Buckeye High School anatomy students win state competition...again!

Buckeye High School anatomy students win state competition...again!

11/19/2021

“I got in school at 6:45, and I would walk in here every single day,” said Gabe Hoosier, Buckeye High School senior. “I would just sit here until the bell rang for 1st hour, and during that time, I would learn about a different body system that day. I ended up covering every, single body system in the human body before the tournament eventually started, which actually helped me out a lot.”

It’s that kind of dedication as to why students taught by science teacher Lacey Hoosier have placed and won in the Anatomage state competition - for the second year in a row. The winning team of this year’s competition were Gabe Hoosier, Celise Crenshaw, Buckeye High School senior and Emily Roche, Buckeye High School junior.

The Anatomage company, which is a company that designs medical tables to help medical students dissect a virtual cadaver, partnered with the Health Occupation Students of America (HOSA) to create a tournament designed to help students who want to major in the medical field.

The tournament is usually held at the HOSA convention every year and is only eligible for students who are members of a HOSA organization at their high school.  Because of Covid-19, the organization has had to make it virtual since 2019, and they have allowed students who aren’t in the organization to participate.

Lacey emphasized that even though the competition had a new format last year, that didn’t stop her class from excelling.
“Last year was the first year and we didn’t know what to expect because it was virtual and it had never happened like that before,” she said. “There were only 15 or 18 teams last year, but we wound up winning last year, first in the state. I was super excited.”
With the excitement and the experience from last year, once Lacey received an email this year about the tournament, she urged her current anatomy students to compete.
 
“I immediately told anatomy, you guys want to enter this,” Lacey asked. “We are entering this. I paid for everybody to enter and we divided up into teams of three.”

After dividing up her class into teams of three, the path to this year’s competition for Lacey’s five teams was set for her students.  Lacey points out that she had some concerns as the students got closer to the start of the tournament. Her anatomy class ends in May, so while the tournament began on November 9, 2021, she and her students had to compact a year’s worth of material into just a few months.

“We have had August, September, October, November and Buckeye High School is the only school in the parish who were hybrid for two months because of the condition of our junior high building,” Lacey explains. “I did not have them but two or three days a week, so we were severely behind, in the amount of material we needed to cover.”

Lacey’s students understood that learning a year’s worth of material in just a few months would be challenging, but by understanding their own strengths and weaknesses, along with working with one another, they felt prepared for the challenge that awaited them.

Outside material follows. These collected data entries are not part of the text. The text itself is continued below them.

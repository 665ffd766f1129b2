//! Named cache stores holding request/response pairs.
//!
//! A `CacheStorage` owns any number of named stores. The worker only ever
//! reads from and writes to the store named by its current cache version;
//! the other names are leftovers that activation deletes.
//!
//! Two implementations are provided:
//! - `MemoryCacheStorage`: process-local, used by tests and short-lived hosts
//! - `DiskCacheStorage`: one JSON file per store under a cache directory

pub mod disk;
pub mod memory;

use async_trait::async_trait;
use chrono::{DateTime, Utc};
use serde::{Deserialize, Serialize};

use crate::error::CacheError;
use crate::http::{CacheKey, Response};

pub use disk::DiskCacheStorage;
pub use memory::MemoryCacheStorage;

/// Store operations the worker needs from its host.
///
/// Puts are last-writer-wins per key. `put_all` is all-or-nothing: either
/// every entry lands or none does.
#[async_trait]
pub trait CacheStorage: Send + Sync {
    /// Names of every existing store, sorted.
    async fn keys(&self) -> Result<Vec<String>, CacheError>;

    async fn has(&self, name: &str) -> Result<bool, CacheError> {
        Ok(self.keys().await?.iter().any(|n| n == name))
    }

    async fn match_in(&self, name: &str, key: &CacheKey) -> Result<Option<CachedResponse>, CacheError>;

    /// Store one entry, creating the store if needed.
    async fn put(&self, name: &str, key: CacheKey, response: Response) -> Result<(), CacheError>;

    async fn put_all(&self, name: &str, entries: Vec<(CacheKey, Response)>) -> Result<(), CacheError>;

    /// Drop a whole store. Returns false if it did not exist.
    async fn delete(&self, name: &str) -> Result<bool, CacheError>;

    async fn entries(&self, name: &str) -> Result<Vec<(CacheKey, CachedResponse)>, CacheError>;
}

/// A stored response and the time it was written.
#[derive(Debug, Clone, PartialEq, Serialize, Deserialize)]
pub struct CachedResponse {
    pub response: Response,
    pub cached_at: DateTime<Utc>,
}

impl CachedResponse {
    pub fn new(response: Response) -> Self {
        Self {
            response,
            cached_at: Utc::now(),
        }
    }

    pub fn age_minutes(&self) -> i64 {
        (Utc::now() - self.cached_at).num_minutes()
    }

    pub fn age_display(&self) -> String {
        let minutes = self.age_minutes();
        if minutes < 1 {
            // Also covers clock skew
            "just now".to_string()
        } else if minutes < 60 {
            format!("{}m ago", minutes)
        } else if minutes < 1440 {
            let hours = minutes / 60;
            if minutes % 60 >= 30 {
                format!("{}h ago", hours + 1)
            } else {
                format!("{}h ago", hours)
            }
        } else {
            let days = minutes / 1440;
            if (minutes % 1440) / 60 >= 12 {
                format!("{}d ago", days + 1)
            } else {
                format!("{}d ago", days)
            }
        }
    }
}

“Everybody was picked because of their certain strengths. Everyone specialized in a certain thing,” Gabe said, describing his other two teammates. “Celise knew the digestive system, and Emily did bones and then I would do something like muscles. Obviously, we weren’t limited to just those things, but it was all something we specialized in.”

More than 45 private and magnet schools competed in this year’s competition, with Buckeye High School being one of two public schools to enter. The first day required the student-led teams to complete a 25-question test in 5 minutes while using computers to answer and work on a virtual cadaver. Four out of five teams from Buckeye made it to the top 12 at the end of the day. 

Lacey describes what the first day was like for her students.  “They had 30-minute rotations. The rest of the class would stay in here, while a three-person team would go into the computer lab,” Lacey said. “They would go on a P.C. and talk to the guy who would direct and teach them how to use the controls…when they were done, they would get a score and come write it on the board, and then the next group would go. You had no way of knowing if your score was good enough because it was unanimous.”
The final day of the tournament saw two of Buckeye’s teams making it into the final five, with one team winning to become state champions. Each member of the winning team won $200 and will be competing in the national, virtual tournament in June.
“It doesn’t feel real,” Crenshaw said. “Thinking about how I’m going to be competing against people from all around the country that I still haven’t grasped it in my head yet, that we are actually going to be doing this.

If there was one thing that the winning team felt helped them the most during the tournament, it was being a part of Lacey’s anatomy class.

“I just love knowing things,” Roche explains. “This class is definitely the thing for me. I’ve had an interest in being in the medical field, and Mrs. Hoosier is a great teacher and she loves teaching me things.”

Crenshaw echoed Roche’s sentiment and stated that, because of this tournament and being educated by Lacey, she said, “I just don’t think you should ever undermine yourself. We came in and thought we weren’t going to do it and had low expectations, but after it was done, we realized we could do it.”

The positive outcome and experience from this competition has convinced Lacey to start up a HOSA chapter at Buckeye. Because of this, her students will be traveling to a HOSA in-person tournament in March. Those who qualify in that tournament will head to the national tournament in Nashville, Tennessee in June.

Out of both in-person and virtual tournaments happening in June, it’s the one in Nashville that Lacey’s students are looking forward to competing in the most.